Meetings will held in the evenings from 6 – 8 PM and will be followed by a reception to which all participants are welcome. Each meeting will include four presentations by graduate students and post-docs selected from area laboratories by the program committee with an emphasis on new and emerging data.
Anindya Sen, Columbia University: "BicD/Egl controls synapse growth and function through an Fmr1 dependent RNA regulatory cascade"
Adam Martin, Princeton University: "Myosin network contraction is coupled to adherens junctions to drive apical constriction during gastrulation"
The bending and folding of epithelial sheets during development generates an embryo with distinct germ layers that will give rise to separate organs and tissues. A common cell shape change that accompanies epithelial bending is apical constriction. Although type II myosin has been implicated in generating the force for this process, the mechanism by which myosin II functions during constriction and how this constriction is coordinated between cells is poorly understood. To address this, we have performed live-embryo imaging of fluorophore-tagged myosin light chain to visualize the dynamics of apical myosin II during gastrulation in Drosophila. We observe what appear to be periodic actin-myosin network contractions on the apical surface of constricting epithelial cells that correlate with periods of rapid apical constriction. In addition, these contractions result in a web-like network of myosin spots and fibers that span the apical surface of the entire invaginating epithelium. Using acellular embryos, we find that cortical tension alone can initiate furrow formation. However, in cellular embryos adherens junctions are required to integrate contractile structures across the epithelium.
Matt DeGennaro, New York University: "The redox regulation of germ cell adhesion"
Kenta Asahina, Rockefeller University: "Deconstruction of the olfactory coding in the brain of Drosophila larva"

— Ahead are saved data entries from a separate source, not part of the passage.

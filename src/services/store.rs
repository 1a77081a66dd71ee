use std::sync::Arc;

use async_trait::async_trait;
use redis::AsyncCommands;
use tokio::sync::Mutex;

use crate::models::job::JobId;

const KEY_PREFIX: &str = "fyuse:session";

/// Persisted ids only need to outlive a reload, not the session.
const JOB_ID_TTL_SECS: u64 = 60 * 60;

/// Atomic compare-and-delete on the job id key.
const CLEAR_IF_MATCHES: &str = r#"
if redis.call("GET", KEYS[1]) == ARGV[1] then
    return redis.call("DEL", KEYS[1])
end
return 0
"#;

/// Where the id of the job currently being polled is kept.
///
/// The stored value doubles as the staleness sentinel: a poller only keeps
/// going while the store still holds the id it was started with.
#[async_trait]
pub trait JobStore: Send + Sync {
    async fn current_job_id(&self) -> Result<Option<JobId>, StoreError>;
    async fn set_current_job_id(&self, job_id: &JobId) -> Result<(), StoreError>;
    async fn clear_current_job_id(&self) -> Result<(), StoreError>;

    /// Clear the slot only while it still holds `job_id`, so a settling run
    /// never removes the id of a job started after it. Returns whether the
    /// slot was cleared.
    async fn clear_current_job_id_if(&self, job_id: &JobId) -> Result<bool, StoreError>;
}

/// In-process store. Clones share the same slot.
#[derive(Clone, Default)]
pub struct MemoryJobStore {
    slot: Arc<Mutex<Option<JobId>>>,
}

impl MemoryJobStore {
    pub fn new() -> Self {
        Self::default()
    }
}

#[async_trait]
impl JobStore for MemoryJobStore {
    async fn current_job_id(&self) -> Result<Option<JobId>, StoreError> {
        Ok(self.slot.lock().await.clone())
    }

    async fn set_current_job_id(&self, job_id: &JobId) -> Result<(), StoreError> {
        *self.slot.lock().await = Some(job_id.clone());
        Ok(())
    }

    async fn clear_current_job_id(&self) -> Result<(), StoreError> {
        self.slot.lock().await.take();
        Ok(())
    }

    async fn clear_current_job_id_if(&self, job_id: &JobId) -> Result<bool, StoreError> {
        let mut slot = self.slot.lock().await;
        if slot.as_ref() == Some(job_id) {
            *slot = None;
            return Ok(true);
        }
        Ok(false)
    }
}

/// Redis-backed store so a restarted client can resume polling.
pub struct RedisJobStore {
    client: redis::Client,
    key: String,
}

impl RedisJobStore {
    pub fn new(redis_url: &str, storage_key: &str) -> Result<Self, StoreError> {
        let client = redis::Client::open(redis_url).map_err(StoreError::Redis)?;
        Ok(Self {
            client,
            key: format!("{KEY_PREFIX}:{storage_key}"),
        })
    }

    pub fn key(&self) -> &str {
        &self.key
    }

    /// Check Redis connectivity.
    pub async fn health_check(&self) -> Result<(), StoreError> {
        let mut conn = self.client.get_multiplexed_async_connection().await.map_err(StoreError::Redis)?;
        redis::cmd("PING")
            .query_async::<String>(&mut conn)
            .await
            .map_err(StoreError::Redis)?;
        Ok(())
    }
}

#[async_trait]
impl JobStore for RedisJobStore {
    async fn current_job_id(&self) -> Result<Option<JobId>, StoreError> {
        let mut conn = self.client.get_multiplexed_async_connection().await.map_err(StoreError::Redis)?;
        let value: Option<String> = conn.get(&self.key).await.map_err(StoreError::Redis)?;
        Ok(value.map(JobId::new))
    }

    async fn set_current_job_id(&self, job_id: &JobId) -> Result<(), StoreError> {
        let mut conn = self.client.get_multiplexed_async_connection().await.map_err(StoreError::Redis)?;
        conn.set_ex::<_, _, ()>(&self.key, job_id.as_str(), JOB_ID_TTL_SECS)
            .await
            .map_err(StoreError::Redis)?;
        Ok(())
    }

    async fn clear_current_job_id(&self) -> Result<(), StoreError> {
        let mut conn = self.client.get_multiplexed_async_connection().await.map_err(StoreError::Redis)?;
        conn.del::<_, ()>(&self.key).await.map_err(StoreError::Redis)?;
        Ok(())
    }

    async fn clear_current_job_id_if(&self, job_id: &JobId) -> Result<bool, StoreError> {
        let mut conn = self.client.get_multiplexed_async_connection().await.map_err(StoreError::Redis)?;
        let removed: i64 = redis::Script::new(CLEAR_IF_MATCHES)
            .key(&self.key)
            .arg(job_id.as_str())
            .invoke_async(&mut conn)
            .await
            .map_err(StoreError::Redis)?;
        Ok(removed > 0)
    }
}

#[derive(Debug, thiserror::Error)]
pub enum StoreError {
    #[error("Redis error: {0}")]
    Redis(#[from] redis::RedisError),
}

The Drosophila larva has emerged as a powerful model organism to study the neuronal basis of the coding of olfactory information. The larval olfactory system consists of many fewer neurons than the adult, yet shares common principles of neuronal connectivity. I will review our recent findings, starting from the characterization of larval odorant receptor genes to the development of calcium imaging techniques to monitor odor-evoked responses in the olfactory circuit. We further obtained evidence that the olfactory system is required for the successful survival of larvae in competitive conditions, underpinning the significance of the sense of smell for larvae.